Meeting Carbohydrates - Fruit

There’s a common misconception about diabetes and food – avoid sweets. It is true that our “Western diet” includes too much added sugar and too many concentrated sweets that everyone, diabetes or not, should limit. But, those who toss fruit onto the same forbidden pile because of its natural sweetness would be cutting out some of the most nutrition

Does fruit have carbs?

Fruit, like all healthy carbohydrates, can be and should be managed within a healthy meal plan – not avoided. Here’s why –

  • Most people associate fruit with vitamin C, but fruits also contain varying amounts of vitamin A, several B vitamins, vitamin E, and vitamin K as well as potassium and other important “minerals” and “micronutrients.” Different fruits offer different combinations of these nutrients, so variety is especially beneficial.
  • Varying your fruit diet also gets you a range of natural antioxidants – phenols and anthocyanins for example. Antioxidants help to limit “oxidative stress” and general inflammation, complex biological conditions that damage cells and appear to play a role in heart disease, certain cancers, and diabetes. Most studies show antioxidants from food are much more beneficial than from supplements.
  • Fruits contain healthy dietary fiber, and most include both insoluble and soluble fiber.
  • Fruits provide fabulous colors to your plate, and marvelous sweetness in a healthy package. Go for whole fruit rather than juice.
  •  As long as you avoid added sugar (like fruit packed in syrup) fruit is healthy fresh, dried, canned or frozen. That means you can have fruit anytime, anywhere.

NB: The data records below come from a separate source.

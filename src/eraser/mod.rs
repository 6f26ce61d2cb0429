//! Voxel mask editor
//!
//! - eraser_data.rs: mask, strokes and frame capture (no methods)
//! - tool_frame.rs: tool cylinder pose shared by erase and undo
//! - eraser_operations.rs: erase, undo and history functions

pub mod eraser_data;
pub mod eraser_operations;
pub mod tool_frame;

pub use eraser_data::{
    EraseOutcome, FrameCapture, Mask, Stroke, VoxelMaskEditor, MASK_ERASED, MASK_VISIBLE,
    NO_MATERIAL,
};
pub use eraser_operations::{
    clear_history, create_eraser, create_mask, erase_start, estimate_normal, flood_fill,
    radius_ratio, reset_mask, sample_capture, set_depth, set_radius, take_dirty, target_voxel,
    undo_last_erasing,
};
pub use tool_frame::{back_distance, euler_from_normal, inside_tool, tool_frame, ToolFrame};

Monitor portion sizes of fruit

The carbohydrate content of fruit varies, so check portion sizes. A “one carb choice” (15 grams carbohydrate) portion for dried fruit like raisins is small – 2 tables spoons. Strawberries, on the other hand, gives you 1 ¼ cups for your carb choice. Fruit is a featured food in the Mediterranean and DASH diets, and should be a featured food in your diet too.